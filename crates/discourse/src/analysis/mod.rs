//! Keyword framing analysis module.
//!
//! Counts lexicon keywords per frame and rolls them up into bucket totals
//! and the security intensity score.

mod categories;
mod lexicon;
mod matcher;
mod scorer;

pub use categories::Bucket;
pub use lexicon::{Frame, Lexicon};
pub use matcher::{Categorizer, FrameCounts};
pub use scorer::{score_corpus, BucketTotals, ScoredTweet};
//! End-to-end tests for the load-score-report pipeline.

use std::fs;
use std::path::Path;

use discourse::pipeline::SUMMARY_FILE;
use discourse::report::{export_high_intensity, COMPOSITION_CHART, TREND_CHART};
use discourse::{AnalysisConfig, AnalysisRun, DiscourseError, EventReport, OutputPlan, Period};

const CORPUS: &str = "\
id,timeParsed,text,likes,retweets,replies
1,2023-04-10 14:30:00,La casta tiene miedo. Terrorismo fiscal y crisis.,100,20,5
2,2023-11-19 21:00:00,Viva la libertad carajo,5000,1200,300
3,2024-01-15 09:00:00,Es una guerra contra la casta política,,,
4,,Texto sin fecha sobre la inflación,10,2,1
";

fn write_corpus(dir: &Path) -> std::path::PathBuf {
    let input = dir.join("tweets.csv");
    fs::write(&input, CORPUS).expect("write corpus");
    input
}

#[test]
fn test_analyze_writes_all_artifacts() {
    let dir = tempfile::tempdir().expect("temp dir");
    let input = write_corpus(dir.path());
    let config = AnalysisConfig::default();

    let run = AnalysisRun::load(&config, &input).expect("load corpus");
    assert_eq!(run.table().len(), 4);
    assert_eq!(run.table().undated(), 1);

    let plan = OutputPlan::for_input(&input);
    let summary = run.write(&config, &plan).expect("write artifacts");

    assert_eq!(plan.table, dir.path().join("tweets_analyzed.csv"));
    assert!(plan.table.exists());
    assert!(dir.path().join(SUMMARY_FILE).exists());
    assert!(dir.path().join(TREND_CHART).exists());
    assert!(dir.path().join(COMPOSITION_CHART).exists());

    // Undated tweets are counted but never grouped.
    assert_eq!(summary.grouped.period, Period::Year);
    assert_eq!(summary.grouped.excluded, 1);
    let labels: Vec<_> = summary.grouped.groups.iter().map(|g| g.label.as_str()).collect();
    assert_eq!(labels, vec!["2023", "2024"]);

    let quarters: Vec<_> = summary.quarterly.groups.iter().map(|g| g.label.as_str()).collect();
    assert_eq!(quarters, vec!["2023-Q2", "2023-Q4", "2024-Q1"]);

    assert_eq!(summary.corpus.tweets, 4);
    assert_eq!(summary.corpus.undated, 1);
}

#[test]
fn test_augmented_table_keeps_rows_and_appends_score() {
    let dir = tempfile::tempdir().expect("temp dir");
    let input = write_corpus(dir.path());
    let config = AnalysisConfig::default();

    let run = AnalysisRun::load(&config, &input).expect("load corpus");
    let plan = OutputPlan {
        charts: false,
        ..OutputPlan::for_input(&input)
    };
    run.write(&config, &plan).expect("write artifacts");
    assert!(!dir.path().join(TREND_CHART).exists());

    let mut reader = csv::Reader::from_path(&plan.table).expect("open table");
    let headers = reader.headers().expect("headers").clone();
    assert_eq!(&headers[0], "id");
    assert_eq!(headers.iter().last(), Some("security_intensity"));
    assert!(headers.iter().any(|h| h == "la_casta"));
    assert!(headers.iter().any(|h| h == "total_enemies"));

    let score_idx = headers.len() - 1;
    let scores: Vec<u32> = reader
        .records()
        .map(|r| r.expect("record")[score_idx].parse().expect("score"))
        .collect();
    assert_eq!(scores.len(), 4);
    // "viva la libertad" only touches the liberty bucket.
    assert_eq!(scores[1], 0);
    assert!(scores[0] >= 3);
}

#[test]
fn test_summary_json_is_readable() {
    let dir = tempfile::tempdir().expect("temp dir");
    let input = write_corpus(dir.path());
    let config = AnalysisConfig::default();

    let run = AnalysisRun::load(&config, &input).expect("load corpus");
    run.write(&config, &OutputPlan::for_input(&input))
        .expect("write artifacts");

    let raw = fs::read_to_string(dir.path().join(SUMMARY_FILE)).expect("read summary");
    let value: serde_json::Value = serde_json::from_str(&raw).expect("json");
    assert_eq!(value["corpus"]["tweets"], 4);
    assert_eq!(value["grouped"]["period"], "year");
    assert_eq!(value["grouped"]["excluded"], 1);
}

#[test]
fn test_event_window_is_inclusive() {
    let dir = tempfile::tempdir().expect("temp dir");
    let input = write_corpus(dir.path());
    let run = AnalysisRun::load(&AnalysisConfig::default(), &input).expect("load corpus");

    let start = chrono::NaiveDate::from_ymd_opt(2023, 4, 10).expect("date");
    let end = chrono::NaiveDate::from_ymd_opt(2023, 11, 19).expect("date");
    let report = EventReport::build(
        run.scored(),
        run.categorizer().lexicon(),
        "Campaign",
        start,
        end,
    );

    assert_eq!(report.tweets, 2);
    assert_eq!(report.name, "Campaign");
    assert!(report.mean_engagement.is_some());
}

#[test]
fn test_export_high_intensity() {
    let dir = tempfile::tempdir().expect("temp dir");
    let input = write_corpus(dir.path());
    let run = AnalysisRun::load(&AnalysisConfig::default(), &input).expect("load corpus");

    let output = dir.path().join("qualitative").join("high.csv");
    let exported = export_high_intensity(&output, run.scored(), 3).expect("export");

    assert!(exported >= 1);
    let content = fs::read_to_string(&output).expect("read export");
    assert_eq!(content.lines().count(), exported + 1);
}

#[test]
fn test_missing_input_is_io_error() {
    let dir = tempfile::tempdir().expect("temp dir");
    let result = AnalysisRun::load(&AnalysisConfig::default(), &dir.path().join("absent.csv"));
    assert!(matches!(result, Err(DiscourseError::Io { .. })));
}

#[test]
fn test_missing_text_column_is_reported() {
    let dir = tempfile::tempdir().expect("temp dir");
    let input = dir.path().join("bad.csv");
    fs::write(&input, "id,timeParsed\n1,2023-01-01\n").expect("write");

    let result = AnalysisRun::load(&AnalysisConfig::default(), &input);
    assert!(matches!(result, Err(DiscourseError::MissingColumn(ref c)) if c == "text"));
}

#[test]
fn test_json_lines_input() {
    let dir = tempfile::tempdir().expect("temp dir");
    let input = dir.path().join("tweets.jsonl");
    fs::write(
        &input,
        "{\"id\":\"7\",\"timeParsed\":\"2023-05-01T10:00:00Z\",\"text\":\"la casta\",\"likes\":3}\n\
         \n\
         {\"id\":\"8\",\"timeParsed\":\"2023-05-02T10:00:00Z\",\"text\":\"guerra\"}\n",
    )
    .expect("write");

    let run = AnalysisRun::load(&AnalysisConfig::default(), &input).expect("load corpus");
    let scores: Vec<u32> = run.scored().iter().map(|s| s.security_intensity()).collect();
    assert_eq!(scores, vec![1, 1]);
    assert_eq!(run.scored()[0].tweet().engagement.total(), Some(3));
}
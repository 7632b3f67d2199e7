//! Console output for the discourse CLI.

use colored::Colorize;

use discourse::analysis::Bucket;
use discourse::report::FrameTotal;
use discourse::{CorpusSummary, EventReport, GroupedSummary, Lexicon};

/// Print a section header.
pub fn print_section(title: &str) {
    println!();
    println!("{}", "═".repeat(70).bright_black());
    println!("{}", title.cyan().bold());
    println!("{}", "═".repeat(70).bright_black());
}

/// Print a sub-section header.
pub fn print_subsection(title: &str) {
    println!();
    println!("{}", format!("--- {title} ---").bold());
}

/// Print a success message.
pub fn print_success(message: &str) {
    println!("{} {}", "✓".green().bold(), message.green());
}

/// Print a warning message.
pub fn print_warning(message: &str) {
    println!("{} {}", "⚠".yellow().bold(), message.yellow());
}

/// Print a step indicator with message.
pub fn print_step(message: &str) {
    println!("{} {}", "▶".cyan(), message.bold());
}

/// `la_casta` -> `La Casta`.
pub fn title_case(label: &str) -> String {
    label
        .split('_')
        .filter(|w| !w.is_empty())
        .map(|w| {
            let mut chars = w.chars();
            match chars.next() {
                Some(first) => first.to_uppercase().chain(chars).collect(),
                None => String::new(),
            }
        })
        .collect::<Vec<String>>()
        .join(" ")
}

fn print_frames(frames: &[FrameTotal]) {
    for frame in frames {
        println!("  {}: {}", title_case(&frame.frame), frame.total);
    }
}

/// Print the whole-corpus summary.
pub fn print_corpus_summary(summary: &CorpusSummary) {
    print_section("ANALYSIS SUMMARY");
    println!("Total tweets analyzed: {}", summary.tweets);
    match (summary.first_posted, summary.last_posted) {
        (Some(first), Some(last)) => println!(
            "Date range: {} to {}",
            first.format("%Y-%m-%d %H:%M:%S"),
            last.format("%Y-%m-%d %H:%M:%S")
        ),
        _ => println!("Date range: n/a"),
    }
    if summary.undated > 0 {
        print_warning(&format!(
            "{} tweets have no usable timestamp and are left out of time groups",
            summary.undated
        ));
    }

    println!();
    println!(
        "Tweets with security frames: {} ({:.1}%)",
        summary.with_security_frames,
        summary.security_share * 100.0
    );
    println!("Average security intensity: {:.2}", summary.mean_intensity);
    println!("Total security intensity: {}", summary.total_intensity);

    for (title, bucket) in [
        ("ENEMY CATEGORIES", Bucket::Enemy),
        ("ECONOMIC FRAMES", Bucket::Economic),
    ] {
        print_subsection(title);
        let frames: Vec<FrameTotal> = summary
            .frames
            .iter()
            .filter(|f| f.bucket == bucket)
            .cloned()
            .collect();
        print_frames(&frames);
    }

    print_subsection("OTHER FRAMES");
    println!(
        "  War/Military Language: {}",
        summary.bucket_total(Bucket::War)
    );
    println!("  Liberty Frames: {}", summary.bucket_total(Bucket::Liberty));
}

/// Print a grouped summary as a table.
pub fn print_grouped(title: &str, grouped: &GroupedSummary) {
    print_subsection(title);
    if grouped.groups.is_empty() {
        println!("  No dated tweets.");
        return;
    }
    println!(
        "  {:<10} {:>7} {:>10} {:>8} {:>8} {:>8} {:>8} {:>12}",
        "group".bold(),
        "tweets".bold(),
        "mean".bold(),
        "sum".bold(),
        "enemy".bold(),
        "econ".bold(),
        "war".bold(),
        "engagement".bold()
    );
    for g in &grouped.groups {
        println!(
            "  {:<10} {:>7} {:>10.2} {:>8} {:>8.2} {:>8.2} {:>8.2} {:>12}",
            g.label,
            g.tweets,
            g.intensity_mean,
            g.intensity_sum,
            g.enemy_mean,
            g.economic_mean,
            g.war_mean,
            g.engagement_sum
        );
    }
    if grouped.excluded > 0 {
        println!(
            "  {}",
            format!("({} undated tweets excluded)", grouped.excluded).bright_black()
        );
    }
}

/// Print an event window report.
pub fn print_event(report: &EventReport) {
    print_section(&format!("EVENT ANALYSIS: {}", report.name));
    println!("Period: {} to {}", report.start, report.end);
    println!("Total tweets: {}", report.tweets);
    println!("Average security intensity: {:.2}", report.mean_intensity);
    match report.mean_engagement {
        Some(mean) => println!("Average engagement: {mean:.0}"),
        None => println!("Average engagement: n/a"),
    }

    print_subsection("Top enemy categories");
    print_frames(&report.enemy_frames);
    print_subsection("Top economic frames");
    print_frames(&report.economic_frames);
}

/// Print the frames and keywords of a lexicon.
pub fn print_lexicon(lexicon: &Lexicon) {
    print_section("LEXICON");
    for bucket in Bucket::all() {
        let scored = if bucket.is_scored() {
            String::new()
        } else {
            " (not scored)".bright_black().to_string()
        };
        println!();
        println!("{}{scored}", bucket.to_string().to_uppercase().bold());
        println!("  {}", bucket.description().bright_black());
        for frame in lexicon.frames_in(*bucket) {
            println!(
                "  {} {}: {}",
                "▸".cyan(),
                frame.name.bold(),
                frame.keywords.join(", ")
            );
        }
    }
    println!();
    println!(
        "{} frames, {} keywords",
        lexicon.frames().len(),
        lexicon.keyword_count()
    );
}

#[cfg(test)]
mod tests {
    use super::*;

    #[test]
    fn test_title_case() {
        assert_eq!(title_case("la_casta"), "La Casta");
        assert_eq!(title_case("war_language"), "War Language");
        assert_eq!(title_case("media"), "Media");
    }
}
####################
» **Task statement**
Within the material above, find the lines that contain the word "labels"; copy them.

» **Output of the task**
    let labels: Vec<_> = summary.grouped.groups.iter().map(|g| g.label.as_str()).collect();
    assert_eq!(labels, vec!["2023", "2024"]);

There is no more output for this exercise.